Mendelson made it clear last week that his 2004 vote against the stadium deal won’t necessarily be followed by a rejection of the lease. He cast the decisive vote Dec. 6 that killed emergency legislation to cap the stadium costs at $535 million. If you believe the baseball boosters, that bill would have sent the Nationals to Puerto Rico or Las Vegas in a couple of years. Mendelson explains his vote as a way to light a fire under the mayor’s baseball backers: “I felt that the vote was sending a clear message to the mayor that he may have eight or nine votes against the lease.” Translation: I can be persuaded, Mr. Mayor, but you’ve got lots of work to do.

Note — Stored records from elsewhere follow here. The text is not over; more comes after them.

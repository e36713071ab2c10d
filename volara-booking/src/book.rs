use crate::codes::{self, ReservationCodeError};
use crate::expiry;
use crate::models::{Purchase, Reservation, Segment, Ticket, Traveler};
use chrono::{DateTime, NaiveDate, Utc};
use serde::{Deserialize, Serialize};
use std::collections::HashMap;
use uuid::Uuid;
use volara_catalog::{SeatError, SeatRegistry};
use volara_shared::{CabinClass, Leg, ReservationState, TripType};

#[derive(Debug, Clone)]
pub struct ReservationSpec {
    pub user_id: Uuid,
    pub class: CabinClass,
    pub trip_type: TripType,
    pub outbound_flight_id: Uuid,
    pub return_flight_id: Option<Uuid>,
    pub traveler_count: u32,
    pub total: i64,
}

#[derive(Debug, Clone, Serialize, Deserialize)]
pub struct TravelerData {
    pub document_id: String,
    pub first_name: String,
    pub last_name: String,
    pub birth_date: NaiveDate,
    pub gender: Option<String>,
    pub email: Option<String>,
    pub phone: Option<String>,
}

/// Read-only answer for the client's pre-check before offering a seat change.
#[derive(Debug, Clone, Serialize)]
pub struct SeatChangeCheck {
    pub allowed: bool,
    pub reason: Option<String>,
}

/// Manages the reservation lifecycle and its guarded state transitions:
/// ACTIVA -> PAGADA | CANCELADA, with no exits from the terminal states.
///
/// Owns travelers and the segment ledger; seat state lives in the
/// `SeatRegistry` the mutating operations borrow.
pub struct ReservationBook {
    reservations: HashMap<Uuid, Reservation>,
    travelers: HashMap<Uuid, Traveler>,
    segments: HashMap<Uuid, Segment>,
}

impl ReservationBook {
    pub fn new() -> Self {
        Self {
            reservations: HashMap::new(),
            travelers: HashMap::new(),
            segments: HashMap::new(),
        }
    }

    pub fn reservation(&self, id: &Uuid) -> Option<&Reservation> {
        self.reservations.get(id)
    }

    pub fn segment(&self, id: &Uuid) -> Option<&Segment> {
        self.segments.get(id)
    }

    pub fn segments_for(&self, reservation_id: Uuid) -> Vec<&Segment> {
        self.segments
            .values()
            .filter(|s| s.reservation_id == reservation_id)
            .collect()
    }

    pub fn travelers_for(&self, reservation_id: Uuid) -> Vec<&Traveler> {
        self.travelers
            .values()
            .filter(|t| t.reservation_id == Some(reservation_id))
            .collect()
    }

    pub fn codes(&self) -> Vec<String> {
        self.reservations.values().map(|r| r.code.clone()).collect()
    }

    /// Create a new ACTIVA reservation with a day-scoped code and a 24h
    /// payment deadline.
    pub fn create(
        &mut self,
        spec: ReservationSpec,
        now: DateTime<Utc>,
    ) -> Result<Reservation, BookingError> {
        if spec.traveler_count < 1 {
            return Err(BookingError::InvalidSpec(
                "traveler count must be at least 1".into(),
            ));
        }
        match spec.trip_type {
            TripType::RoundTrip if spec.return_flight_id.is_none() => {
                return Err(BookingError::InvalidSpec(
                    "round trip requires a return flight".into(),
                ));
            }
            TripType::OneWay if spec.return_flight_id.is_some() => {
                return Err(BookingError::InvalidSpec(
                    "one-way trip must not carry a return flight".into(),
                ));
            }
            _ => {}
        }

        let code = codes::next_reservation_code(&self.codes(), now.date_naive())?;
        let reservation = Reservation::new(
            code,
            spec.user_id,
            spec.class,
            spec.trip_type,
            spec.traveler_count,
            spec.total,
            spec.outbound_flight_id,
            spec.return_flight_id,
            now,
        );
        self.reservations.insert(reservation.id, reservation.clone());
        Ok(reservation)
    }

    /// Add a traveler to an ACTIVA reservation, drawing one seat per leg and
    /// writing one segment per leg. Fully compensated: if the return-leg
    /// draw fails, the already-held outbound seat is released and nothing is
    /// persisted.
    pub fn add_traveler(
        &mut self,
        reservation_id: Uuid,
        data: TravelerData,
        seats: &mut SeatRegistry,
        now: DateTime<Utc>,
    ) -> Result<(Traveler, Vec<Segment>), BookingError> {
        let reservation = self
            .reservations
            .get(&reservation_id)
            .ok_or(BookingError::NotFound(reservation_id))?
            .clone();

        if reservation.state != ReservationState::Active {
            return Err(BookingError::InvalidTransition {
                from: reservation.state.to_string(),
                to: "ACTIVA".into(),
            });
        }
        if reservation.is_expired(now) {
            return Err(BookingError::Expired(reservation_id));
        }

        for flight_id in reservation.flight_ids() {
            if self.is_duplicate_traveler(flight_id, &data) {
                return Err(BookingError::DuplicateTraveler {
                    document_id: data.document_id.clone(),
                    flight_id,
                });
            }
        }

        let outbound_seat = seats.reserve_random(reservation.outbound_flight_id, reservation.class)?;

        let return_seat = match reservation.return_flight_id {
            Some(return_flight_id) => {
                match seats.reserve_random(return_flight_id, reservation.class) {
                    Ok(seat) => Some(seat),
                    Err(e) => {
                        // Compensate: the outbound hold must not leak.
                        seats.release(outbound_seat.id)?;
                        return Err(e.into());
                    }
                }
            }
            None => None,
        };

        let traveler = Traveler {
            id: Uuid::new_v4(),
            reservation_id: Some(reservation_id),
            user_id: reservation.user_id,
            document_id: data.document_id,
            first_name: data.first_name,
            last_name: data.last_name,
            birth_date: data.birth_date,
            gender: data.gender,
            email: data.email,
            phone: data.phone,
        };

        let mut created = vec![Segment::new(
            reservation_id,
            traveler.id,
            reservation.outbound_flight_id,
            Leg::Outbound,
            outbound_seat.id,
        )];
        if let (Some(return_flight_id), Some(seat)) = (reservation.return_flight_id, return_seat) {
            created.push(Segment::new(
                reservation_id,
                traveler.id,
                return_flight_id,
                Leg::Return,
                seat.id,
            ));
        }

        self.travelers.insert(traveler.id, traveler.clone());
        for segment in &created {
            self.segments.insert(segment.id, segment.clone());
        }
        Ok((traveler, created))
    }

    /// ACTIVA -> PAGADA. Confirms every held seat of the reservation.
    /// Notification dispatch is the checkout coordinator's job and happens
    /// after this transition has committed.
    pub fn pay(
        &mut self,
        reservation_id: Uuid,
        seats: &mut SeatRegistry,
        now: DateTime<Utc>,
    ) -> Result<Reservation, BookingError> {
        let reservation = self
            .reservations
            .get(&reservation_id)
            .ok_or(BookingError::NotFound(reservation_id))?;

        if reservation.state != ReservationState::Active {
            return Err(BookingError::InvalidTransition {
                from: reservation.state.to_string(),
                to: ReservationState::Paid.to_string(),
            });
        }
        if reservation.is_expired(now) {
            return Err(BookingError::Expired(reservation_id));
        }

        let seat_ids: Vec<Uuid> = self
            .segments_for(reservation_id)
            .iter()
            .map(|s| s.seat_id)
            .collect();
        for seat_id in seat_ids {
            seats.confirm(seat_id)?;
        }

        let reservation = self.reservations.get_mut(&reservation_id).expect("checked above");
        reservation.state = ReservationState::Paid;
        Ok(reservation.clone())
    }

    /// Issue the purchase record and one ticket per segment for a paid
    /// reservation. Both are immutable history from here on.
    pub fn issue_tickets(
        &self,
        reservation_id: Uuid,
        card_id: Option<Uuid>,
        now: DateTime<Utc>,
    ) -> Result<(Purchase, Vec<Ticket>), BookingError> {
        let reservation = self
            .reservations
            .get(&reservation_id)
            .ok_or(BookingError::NotFound(reservation_id))?;
        if reservation.state != ReservationState::Paid {
            return Err(BookingError::NotPaid(reservation_id));
        }

        let purchase = Purchase {
            id: Uuid::new_v4(),
            reservation_id,
            card_id,
            total: reservation.total,
            purchased_at: now,
        };
        let tickets = self
            .segments_for(reservation_id)
            .into_iter()
            .map(|segment| Ticket::new(purchase.id, segment))
            .collect();
        Ok((purchase, tickets))
    }

    /// ACTIVA -> CANCELADA. Releases every held seat; segments are kept as
    /// historical record.
    pub fn cancel(
        &mut self,
        reservation_id: Uuid,
        seats: &mut SeatRegistry,
    ) -> Result<Reservation, BookingError> {
        let reservation = self
            .reservations
            .get(&reservation_id)
            .ok_or(BookingError::NotFound(reservation_id))?;

        if reservation.state != ReservationState::Active {
            return Err(BookingError::InvalidTransition {
                from: reservation.state.to_string(),
                to: ReservationState::Cancelled.to_string(),
            });
        }

        let seat_ids: Vec<Uuid> = self
            .segments_for(reservation_id)
            .iter()
            .map(|s| s.seat_id)
            .collect();
        for seat_id in seat_ids {
            seats.release(seat_id)?;
        }

        let reservation = self.reservations.get_mut(&reservation_id).expect("checked above");
        reservation.state = ReservationState::Cancelled;
        Ok(reservation.clone())
    }

    /// Post-payment seat reassignment: delegates to the registry swap with
    /// the reservation's class as the required class, then repoints the
    /// segment.
    pub fn change_seat(
        &mut self,
        segment_id: Uuid,
        new_seat_id: Uuid,
        seats: &mut SeatRegistry,
    ) -> Result<Segment, BookingError> {
        let segment = self
            .segments
            .get(&segment_id)
            .ok_or(BookingError::SegmentNotFound(segment_id))?
            .clone();
        let reservation = self
            .reservations
            .get(&segment.reservation_id)
            .ok_or(BookingError::NotFound(segment.reservation_id))?;

        if reservation.state != ReservationState::Paid {
            return Err(BookingError::NotPaid(reservation.id));
        }

        seats.swap(segment.flight_id, segment.seat_id, new_seat_id, reservation.class)?;

        let segment = self.segments.get_mut(&segment_id).expect("checked above");
        segment.seat_id = new_seat_id;
        Ok(segment.clone())
    }

    /// Read-only mirror of the change_seat guard.
    pub fn can_change_seat(&self, segment_id: Uuid) -> SeatChangeCheck {
        let Some(segment) = self.segments.get(&segment_id) else {
            return SeatChangeCheck {
                allowed: false,
                reason: Some("segment not found".into()),
            };
        };
        let Some(reservation) = self.reservations.get(&segment.reservation_id) else {
            return SeatChangeCheck {
                allowed: false,
                reason: Some("reservation not found".into()),
            };
        };
        if reservation.state != ReservationState::Paid {
            return SeatChangeCheck {
                allowed: false,
                reason: Some(format!(
                    "reservation is {}, seat changes require PAGADA",
                    reservation.state
                )),
            };
        }
        SeatChangeCheck {
            allowed: true,
            reason: None,
        }
    }

    /// Cancel every ACTIVA reservation whose deadline has passed. Returns
    /// the number of reservations cancelled.
    pub fn sweep_expired(&mut self, seats: &mut SeatRegistry, now: DateTime<Utc>) -> usize {
        let expired = expiry::expired_ids(self.reservations.values(), now);
        let mut swept = 0;
        for id in expired {
            if self.cancel(id, seats).is_ok() {
                swept += 1;
            }
        }
        swept
    }

    /// Same person (normalized document id, or exact first+last name match)
    /// already travelling on this flight under a non-cancelled reservation.
    fn is_duplicate_traveler(&self, flight_id: Uuid, data: &TravelerData) -> bool {
        let doc = data.document_id.trim();
        let first = data.first_name.trim().to_lowercase();
        let last = data.last_name.trim().to_lowercase();

        self.reservations
            .values()
            .filter(|r| {
                r.state != ReservationState::Cancelled && r.flight_ids().contains(&flight_id)
            })
            .flat_map(|r| self.travelers_for(r.id))
            .any(|t| {
                let (t_doc, t_first, t_last) = t.identity_key();
                t_doc == doc || (t_first == first && t_last == last)
            })
    }
}

impl Default for ReservationBook {
    fn default() -> Self {
        Self::new()
    }
}

#[derive(Debug, thiserror::Error)]
pub enum BookingError {
    #[error("Reservation not found: {0}")]
    NotFound(Uuid),

    #[error("Segment not found: {0}")]
    SegmentNotFound(Uuid),

    #[error("Invalid reservation: {0}")]
    InvalidSpec(String),

    #[error("Invalid state transition from {from} to {to}")]
    InvalidTransition { from: String, to: String },

    #[error("Reservation expired: {0}")]
    Expired(Uuid),

    #[error("Traveler {document_id} is already booked on flight {flight_id}")]
    DuplicateTraveler { document_id: String, flight_id: Uuid },

    #[error("Reservation {0} is not paid; seat changes require PAGADA")]
    NotPaid(Uuid),

    #[error(transparent)]
    Code(#[from] ReservationCodeError),

    #[error(transparent)]
    Seat(#[from] SeatError),
}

Without some cover, Mendelson will walk into a political meat grinder if he supports the baseball lease. He may be an incumbent, but the bulk of his support during his two previous election victories came from the wealthiest parts of the city. The anti-stadium rhetoric resonates well in the less fortunate wards that have not been so kind to Mendelson on Election Day. His main challenger in 2006, A. Scott Bolden, has already started pounding away at Mendelson’s vote against limiting the cost of the new stadium. He’ll go nuclear if Mendelson supports a lease with some vague new concessions from baseball.
LL Prediction: Mendelson votes yes and rolls the 2006 election dice.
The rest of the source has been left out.